▶ DIRECTIONS FOR THIS TASK
Each line of the data below that holds the word "ClickOutcome" is to be reported in full.

▶ RECORDS FOR THE TASK
________________________

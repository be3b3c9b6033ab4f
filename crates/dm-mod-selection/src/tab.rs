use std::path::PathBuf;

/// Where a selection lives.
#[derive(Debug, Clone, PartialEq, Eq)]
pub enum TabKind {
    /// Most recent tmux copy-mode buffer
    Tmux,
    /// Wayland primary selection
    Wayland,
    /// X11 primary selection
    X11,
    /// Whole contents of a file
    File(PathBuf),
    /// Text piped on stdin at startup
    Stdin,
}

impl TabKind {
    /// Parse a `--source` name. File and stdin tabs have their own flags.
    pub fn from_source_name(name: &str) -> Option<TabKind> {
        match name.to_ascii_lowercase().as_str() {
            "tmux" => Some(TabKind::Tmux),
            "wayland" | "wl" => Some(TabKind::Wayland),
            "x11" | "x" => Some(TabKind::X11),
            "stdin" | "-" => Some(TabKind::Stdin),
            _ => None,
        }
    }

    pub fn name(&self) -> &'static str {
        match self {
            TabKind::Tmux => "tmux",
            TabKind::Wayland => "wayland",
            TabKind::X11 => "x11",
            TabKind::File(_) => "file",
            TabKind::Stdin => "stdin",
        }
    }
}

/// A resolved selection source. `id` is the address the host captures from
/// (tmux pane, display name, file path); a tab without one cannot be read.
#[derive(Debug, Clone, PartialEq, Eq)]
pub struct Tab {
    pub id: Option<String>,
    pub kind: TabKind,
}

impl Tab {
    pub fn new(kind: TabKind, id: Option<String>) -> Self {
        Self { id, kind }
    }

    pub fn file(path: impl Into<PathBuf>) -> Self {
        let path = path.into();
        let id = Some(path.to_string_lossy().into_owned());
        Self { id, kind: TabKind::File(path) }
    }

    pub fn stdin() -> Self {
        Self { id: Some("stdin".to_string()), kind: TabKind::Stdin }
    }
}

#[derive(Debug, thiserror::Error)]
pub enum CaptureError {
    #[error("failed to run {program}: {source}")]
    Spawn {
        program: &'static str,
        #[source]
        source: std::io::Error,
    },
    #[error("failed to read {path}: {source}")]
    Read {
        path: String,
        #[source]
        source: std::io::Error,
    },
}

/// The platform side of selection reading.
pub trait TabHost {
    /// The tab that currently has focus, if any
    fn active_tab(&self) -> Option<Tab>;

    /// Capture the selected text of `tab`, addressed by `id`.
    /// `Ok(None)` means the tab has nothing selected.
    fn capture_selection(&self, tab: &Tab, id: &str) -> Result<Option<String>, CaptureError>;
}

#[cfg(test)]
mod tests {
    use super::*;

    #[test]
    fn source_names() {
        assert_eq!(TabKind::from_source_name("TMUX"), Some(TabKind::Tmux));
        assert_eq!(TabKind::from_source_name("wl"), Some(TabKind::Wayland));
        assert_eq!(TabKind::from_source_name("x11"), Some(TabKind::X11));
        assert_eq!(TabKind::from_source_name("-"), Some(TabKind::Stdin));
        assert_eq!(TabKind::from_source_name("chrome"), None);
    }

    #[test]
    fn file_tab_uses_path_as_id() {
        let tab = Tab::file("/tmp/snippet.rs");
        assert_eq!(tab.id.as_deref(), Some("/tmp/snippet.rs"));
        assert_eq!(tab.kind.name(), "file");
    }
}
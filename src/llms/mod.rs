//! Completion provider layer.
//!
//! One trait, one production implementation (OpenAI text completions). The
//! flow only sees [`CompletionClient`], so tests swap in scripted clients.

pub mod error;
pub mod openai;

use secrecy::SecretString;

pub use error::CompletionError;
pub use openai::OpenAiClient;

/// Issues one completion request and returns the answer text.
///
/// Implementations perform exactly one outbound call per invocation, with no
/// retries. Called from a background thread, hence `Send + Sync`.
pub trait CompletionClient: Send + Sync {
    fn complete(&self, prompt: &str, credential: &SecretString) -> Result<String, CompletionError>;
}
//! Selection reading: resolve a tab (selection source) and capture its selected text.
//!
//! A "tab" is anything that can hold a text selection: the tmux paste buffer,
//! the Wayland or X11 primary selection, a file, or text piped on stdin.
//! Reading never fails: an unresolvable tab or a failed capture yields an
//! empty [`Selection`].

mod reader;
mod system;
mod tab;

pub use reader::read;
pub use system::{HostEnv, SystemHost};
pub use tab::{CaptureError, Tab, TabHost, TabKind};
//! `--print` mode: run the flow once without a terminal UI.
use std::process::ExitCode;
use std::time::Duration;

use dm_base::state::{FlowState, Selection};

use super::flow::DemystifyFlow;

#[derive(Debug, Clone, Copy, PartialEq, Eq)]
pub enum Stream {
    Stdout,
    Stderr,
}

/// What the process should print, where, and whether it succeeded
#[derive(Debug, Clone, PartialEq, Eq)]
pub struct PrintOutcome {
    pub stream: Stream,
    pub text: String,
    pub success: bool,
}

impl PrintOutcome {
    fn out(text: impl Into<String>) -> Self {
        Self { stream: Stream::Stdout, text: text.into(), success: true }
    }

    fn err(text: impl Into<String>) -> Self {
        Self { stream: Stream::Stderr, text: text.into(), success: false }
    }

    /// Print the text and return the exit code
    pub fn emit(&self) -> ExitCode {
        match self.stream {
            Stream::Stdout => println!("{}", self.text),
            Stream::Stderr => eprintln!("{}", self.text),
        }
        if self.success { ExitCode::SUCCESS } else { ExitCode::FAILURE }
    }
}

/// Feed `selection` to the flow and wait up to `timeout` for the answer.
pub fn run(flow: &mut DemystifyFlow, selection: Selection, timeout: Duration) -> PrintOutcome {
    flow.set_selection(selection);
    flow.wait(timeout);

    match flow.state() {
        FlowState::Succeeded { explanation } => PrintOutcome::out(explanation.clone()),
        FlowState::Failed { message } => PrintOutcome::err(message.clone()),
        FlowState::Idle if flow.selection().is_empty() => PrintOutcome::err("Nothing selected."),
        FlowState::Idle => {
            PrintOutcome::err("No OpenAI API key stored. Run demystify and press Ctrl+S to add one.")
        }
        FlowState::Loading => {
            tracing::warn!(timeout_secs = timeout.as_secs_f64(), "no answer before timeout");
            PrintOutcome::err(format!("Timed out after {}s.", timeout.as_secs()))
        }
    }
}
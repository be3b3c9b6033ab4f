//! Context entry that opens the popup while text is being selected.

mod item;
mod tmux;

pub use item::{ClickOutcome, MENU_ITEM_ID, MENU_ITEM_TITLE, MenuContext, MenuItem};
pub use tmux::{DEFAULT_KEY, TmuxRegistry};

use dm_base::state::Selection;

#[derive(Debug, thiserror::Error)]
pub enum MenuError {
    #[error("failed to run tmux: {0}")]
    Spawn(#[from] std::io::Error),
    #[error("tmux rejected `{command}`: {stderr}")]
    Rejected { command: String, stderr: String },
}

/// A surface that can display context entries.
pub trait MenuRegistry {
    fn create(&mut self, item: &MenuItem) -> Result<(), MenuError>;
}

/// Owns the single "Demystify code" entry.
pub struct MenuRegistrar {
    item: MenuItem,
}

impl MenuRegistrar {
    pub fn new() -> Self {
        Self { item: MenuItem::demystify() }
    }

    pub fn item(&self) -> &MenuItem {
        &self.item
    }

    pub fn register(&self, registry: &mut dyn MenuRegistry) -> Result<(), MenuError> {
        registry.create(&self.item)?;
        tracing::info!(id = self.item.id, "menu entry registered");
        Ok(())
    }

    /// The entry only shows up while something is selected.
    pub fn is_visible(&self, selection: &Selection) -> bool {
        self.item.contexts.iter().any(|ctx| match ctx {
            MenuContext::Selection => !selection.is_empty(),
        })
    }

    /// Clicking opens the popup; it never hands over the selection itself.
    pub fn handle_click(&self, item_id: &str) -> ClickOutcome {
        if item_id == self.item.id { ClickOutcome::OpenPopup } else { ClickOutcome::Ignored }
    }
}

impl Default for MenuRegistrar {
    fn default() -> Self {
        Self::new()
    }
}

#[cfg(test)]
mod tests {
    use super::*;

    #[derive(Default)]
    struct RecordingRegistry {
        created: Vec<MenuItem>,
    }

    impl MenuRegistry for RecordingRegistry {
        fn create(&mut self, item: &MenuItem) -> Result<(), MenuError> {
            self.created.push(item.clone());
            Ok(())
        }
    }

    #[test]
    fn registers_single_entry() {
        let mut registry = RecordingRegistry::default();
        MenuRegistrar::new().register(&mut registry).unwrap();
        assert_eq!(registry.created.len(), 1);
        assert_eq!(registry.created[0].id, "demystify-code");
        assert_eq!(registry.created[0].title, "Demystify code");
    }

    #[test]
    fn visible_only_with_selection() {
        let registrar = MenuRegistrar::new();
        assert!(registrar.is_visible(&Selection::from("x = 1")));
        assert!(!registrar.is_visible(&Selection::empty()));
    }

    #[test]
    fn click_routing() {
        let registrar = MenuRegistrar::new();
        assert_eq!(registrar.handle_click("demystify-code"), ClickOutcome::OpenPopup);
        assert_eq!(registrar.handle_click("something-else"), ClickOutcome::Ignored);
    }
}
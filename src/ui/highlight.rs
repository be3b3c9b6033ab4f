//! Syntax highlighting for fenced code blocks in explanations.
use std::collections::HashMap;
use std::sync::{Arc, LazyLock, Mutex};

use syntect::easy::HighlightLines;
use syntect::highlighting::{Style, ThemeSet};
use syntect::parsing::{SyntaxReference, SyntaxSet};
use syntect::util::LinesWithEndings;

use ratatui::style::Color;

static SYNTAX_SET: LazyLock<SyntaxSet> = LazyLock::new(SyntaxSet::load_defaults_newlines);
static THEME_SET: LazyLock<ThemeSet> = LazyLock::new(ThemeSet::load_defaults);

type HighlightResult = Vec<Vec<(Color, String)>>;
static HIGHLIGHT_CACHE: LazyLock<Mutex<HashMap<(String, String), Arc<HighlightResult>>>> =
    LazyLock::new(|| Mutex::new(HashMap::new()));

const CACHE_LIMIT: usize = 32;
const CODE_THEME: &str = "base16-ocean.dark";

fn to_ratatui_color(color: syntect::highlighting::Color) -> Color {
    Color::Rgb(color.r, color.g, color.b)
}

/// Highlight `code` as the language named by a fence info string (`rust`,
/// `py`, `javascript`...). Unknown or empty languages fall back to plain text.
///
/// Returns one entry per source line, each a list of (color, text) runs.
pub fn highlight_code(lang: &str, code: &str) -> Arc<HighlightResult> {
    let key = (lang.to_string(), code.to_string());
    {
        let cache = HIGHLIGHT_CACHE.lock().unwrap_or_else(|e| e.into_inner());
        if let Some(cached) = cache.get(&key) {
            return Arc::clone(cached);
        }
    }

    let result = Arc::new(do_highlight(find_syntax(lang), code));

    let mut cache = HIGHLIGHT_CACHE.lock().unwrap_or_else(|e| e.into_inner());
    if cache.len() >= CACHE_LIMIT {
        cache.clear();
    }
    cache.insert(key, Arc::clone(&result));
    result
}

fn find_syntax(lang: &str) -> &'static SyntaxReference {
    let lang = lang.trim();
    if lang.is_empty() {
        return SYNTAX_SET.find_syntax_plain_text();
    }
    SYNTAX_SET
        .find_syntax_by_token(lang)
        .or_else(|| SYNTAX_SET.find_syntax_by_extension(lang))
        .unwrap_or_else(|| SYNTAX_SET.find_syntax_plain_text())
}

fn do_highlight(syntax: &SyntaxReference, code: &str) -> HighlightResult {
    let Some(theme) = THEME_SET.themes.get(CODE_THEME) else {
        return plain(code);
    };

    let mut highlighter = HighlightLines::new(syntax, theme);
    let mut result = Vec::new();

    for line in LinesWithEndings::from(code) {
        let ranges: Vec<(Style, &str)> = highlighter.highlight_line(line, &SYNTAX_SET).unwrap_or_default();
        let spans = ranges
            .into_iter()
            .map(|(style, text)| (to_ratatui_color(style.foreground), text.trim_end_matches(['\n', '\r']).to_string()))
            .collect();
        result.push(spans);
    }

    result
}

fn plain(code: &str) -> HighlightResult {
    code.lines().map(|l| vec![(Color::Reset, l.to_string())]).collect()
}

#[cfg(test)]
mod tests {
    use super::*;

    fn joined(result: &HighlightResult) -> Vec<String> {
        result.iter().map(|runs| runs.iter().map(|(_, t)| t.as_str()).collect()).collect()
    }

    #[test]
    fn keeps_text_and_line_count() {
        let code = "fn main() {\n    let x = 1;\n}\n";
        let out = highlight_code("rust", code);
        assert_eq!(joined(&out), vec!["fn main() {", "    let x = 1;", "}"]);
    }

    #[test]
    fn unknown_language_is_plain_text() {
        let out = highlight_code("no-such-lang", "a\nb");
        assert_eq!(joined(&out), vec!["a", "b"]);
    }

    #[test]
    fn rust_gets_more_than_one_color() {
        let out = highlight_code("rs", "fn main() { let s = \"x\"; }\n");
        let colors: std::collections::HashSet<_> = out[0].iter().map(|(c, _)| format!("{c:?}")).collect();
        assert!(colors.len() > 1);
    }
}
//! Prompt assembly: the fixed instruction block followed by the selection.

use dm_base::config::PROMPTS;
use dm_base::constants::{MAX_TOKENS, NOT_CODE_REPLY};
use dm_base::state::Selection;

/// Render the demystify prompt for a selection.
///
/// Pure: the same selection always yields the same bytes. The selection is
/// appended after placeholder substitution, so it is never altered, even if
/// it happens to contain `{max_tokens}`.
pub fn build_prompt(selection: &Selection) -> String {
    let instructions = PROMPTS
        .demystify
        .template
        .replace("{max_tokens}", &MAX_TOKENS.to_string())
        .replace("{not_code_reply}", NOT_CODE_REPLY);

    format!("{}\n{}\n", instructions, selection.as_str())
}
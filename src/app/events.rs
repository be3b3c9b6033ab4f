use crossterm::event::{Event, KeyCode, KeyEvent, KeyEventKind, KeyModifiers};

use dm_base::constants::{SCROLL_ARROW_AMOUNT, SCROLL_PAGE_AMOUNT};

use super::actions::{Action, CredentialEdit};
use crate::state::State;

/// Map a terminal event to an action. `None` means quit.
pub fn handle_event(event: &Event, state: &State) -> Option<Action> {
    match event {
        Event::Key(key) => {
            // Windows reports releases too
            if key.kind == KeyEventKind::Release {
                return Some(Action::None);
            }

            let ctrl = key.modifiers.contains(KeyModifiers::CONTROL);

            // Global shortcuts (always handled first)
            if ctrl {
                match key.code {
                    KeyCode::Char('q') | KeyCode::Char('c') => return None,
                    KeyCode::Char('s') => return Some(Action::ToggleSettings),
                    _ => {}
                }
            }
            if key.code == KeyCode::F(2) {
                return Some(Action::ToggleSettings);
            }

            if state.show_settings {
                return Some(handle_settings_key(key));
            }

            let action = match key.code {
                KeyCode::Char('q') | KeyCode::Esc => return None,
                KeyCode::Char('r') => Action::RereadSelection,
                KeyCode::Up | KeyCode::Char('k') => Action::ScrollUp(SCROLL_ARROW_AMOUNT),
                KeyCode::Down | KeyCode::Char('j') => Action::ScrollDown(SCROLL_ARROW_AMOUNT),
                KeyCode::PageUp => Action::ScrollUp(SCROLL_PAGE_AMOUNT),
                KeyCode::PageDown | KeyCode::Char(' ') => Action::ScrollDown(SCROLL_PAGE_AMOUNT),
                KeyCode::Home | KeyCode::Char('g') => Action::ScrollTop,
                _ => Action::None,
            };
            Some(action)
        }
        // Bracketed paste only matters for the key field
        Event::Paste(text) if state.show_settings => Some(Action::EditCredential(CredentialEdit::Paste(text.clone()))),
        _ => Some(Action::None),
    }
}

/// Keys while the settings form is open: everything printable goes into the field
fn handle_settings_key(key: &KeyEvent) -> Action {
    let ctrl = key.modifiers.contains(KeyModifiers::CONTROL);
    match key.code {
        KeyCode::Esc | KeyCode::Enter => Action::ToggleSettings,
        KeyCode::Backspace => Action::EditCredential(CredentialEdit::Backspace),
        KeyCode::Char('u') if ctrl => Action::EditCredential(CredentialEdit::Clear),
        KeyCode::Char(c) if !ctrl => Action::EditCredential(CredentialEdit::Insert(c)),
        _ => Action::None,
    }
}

________________________

▶ RESULT OF THIS TASK
pub use item::{ClickOutcome, MENU_ITEM_ID, MENU_ITEM_TITLE, MenuContext, MenuItem};
    pub fn handle_click(&self, item_id: &str) -> ClickOutcome {
        if item_id == self.item.id { ClickOutcome::OpenPopup } else { ClickOutcome::Ignored }
        assert_eq!(registrar.handle_click("demystify-code"), ClickOutcome::OpenPopup);
        assert_eq!(registrar.handle_click("something-else"), ClickOutcome::Ignored);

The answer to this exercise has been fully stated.